Два месяца спустя я схватил свою пишущую машинку и что было сил швырнул ее в окно офиса. Она грохнулась на тротуар, чудом не зацепив лысину трубача из «Армии спасения». Вслед за машинкой полетели пепельница, авторучка и мой собственный галстук. Затем я подбежал к окну, намереваясь последовать за выброшенными вещами, но тут ко мне сзади подскочили сразу трое моих сослуживцев, принявшихся выкручивать мне руки, чему я сопротивлялся с веселым неистовством.
Потом я ударил свою секретаршу — прекрасную в общем-то женщину, преданную и опытную во всех отношениях, — в зубы, сломав ей один из резцов, пнул нашего рассыльного в голень и саданул одного из деловых партнеров кулаком в живот. Вел я себя довольно дико, так что им пришлось изрядно попотеть, чтобы утихомирить меня.
Вскоре после этого я оказался в палате Сан-Энтони.
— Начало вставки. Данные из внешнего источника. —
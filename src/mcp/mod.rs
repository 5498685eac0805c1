//! MCP tool bridge.
//!
//! Exposes [`crate::TaskRepository`] operations as named, schema-validated
//! tools over a JSON-RPC envelope, with session handling in stateful mode.
//! The bridge is transport-agnostic: the session token travels out-of-band
//! (an HTTP header, or the stdio loop's connection state), never inside the
//! JSON-RPC payload.

mod dispatch;
mod server;
mod session;
mod tools;

pub use dispatch::McpMethod;
pub use server::{BridgeMode, BridgeReply, McpBridge, serve_stdio};
pub use session::{Session, SessionStore};
pub use tools::{ToolContent, ToolDefinition, ToolRegistry, ToolResult};
/// A tool descriptor as surfaced by `tools/list`.
#[derive(Debug, Clone, Serialize)]
pub struct ToolDefinition {
    /// Tool name.
    pub name: String,
    /// Tool description.
    pub description: String,
    /// JSON Schema for input validation.
    pub input_schema: Value,
}

/// Result of executing a tool.
#[derive(Debug, Clone, Serialize)]
pub struct ToolResult {
    /// Content returned by the tool.
    pub content: Vec<ToolContent>,
    /// Whether the result represents an error.
    pub is_error: bool,
}

impl ToolResult {
    /// Wraps a payload as a successful text block.
    fn text(text: String) -> Self {
        Self {
            content: vec![ToolContent::Text { text }],
            is_error: false,
        }
    }
}

/// Content types that can be returned by tools.
#[derive(Debug, Clone, Serialize, Deserialize)]
#[serde(tag = "type", rename_all = "lowercase")]
pub enum ToolContent {
    /// Text content.
    Text {
        /// The text content.
        text: String,
    },
}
Как я уже сказал, место это было довольно приличное и временами мне там по-настоящему нравилось. Мы были полностью освобождены от какой-либо ответственности, так что человек, который не провел некоторую часть своей жизни в сумасшедшем доме, попросту не мог бы в должной мере оценить грандиозность масштабов нашей свободы. И дело даже не в том, что меня никто не заставлял ничего делать — нет, все гораздо глубже.
Попробую объяснить. Я мог быть тем, кем мне хотелось быть, а потому можно было совершенно не следить за внешней стороной проявлений моих помыслов. Ни малейшего намека на всякую там благовоспитанность или вежливость. Если кому-то хотелось послать медсестру к черту, то он прямо так и делал; вздумал кто-то по какой-либо причине помочиться на дверь — пожалуйста, будь любезен, иди и мочись. И никому не надо выдумывать никаких объяснений, оправданий и притворяться, чтобы казаться здоровым. Если уж на то пошло, будь я здоров, так вообще бы там никогда не оказался.
Каждую среду Мэри навещала меня. Одного этого было достаточно для того, чтобы по уши влюбиться в Сан-Энтони. Не потому, что она навещала меня раз в неделю, а потому, что шесть дней из семи я был избавлен от ее общества. Я прожил на этой планете сорок четыре года и двадцать один из них был женат на Мэри, причем каждый год ее существования бок о бок со мной становился всё более невыносимым. Как-то однажды. — это было несколько лет назад — я задумался над возможностью развестись с ней, но меня удержали от этого шага непомерные материальные расходы. По словам адвоката, ей в случае развода отошли бы дом, машина и основная часть моих любимых вещей, не говоря уже о выплате ежемесячных алиментов. Одним словом, я навеки остался бы нищим, а потому до развода дело так и не дошло.
Как я уже сказал, Мэри навещала меня раз в неделю, по средам. В такие дни я вел себя очень мирно. Я вообще был довольно спокойным пациентом Сан-Энтони, если не считать отдельных вспышек моего темперамента. Боюсь, однако, что моя враждебность по отношению к жене все же давала о себе знать. Временами я отпускал вожжи своих параноидных импульсов, обвиняя ее в совершении всяких гнусных поступков, заставляя признаваться в том, что она завела шашни с тем или иным из моих друзей (как будто кто-то из них действительно пожелал бы лечь в постель с неряшливой старухой) и вообще вел себя с ней крайне омерзительно. Но она, как последняя дешевка, продолжала регулярно, каждую среду, навещать меня.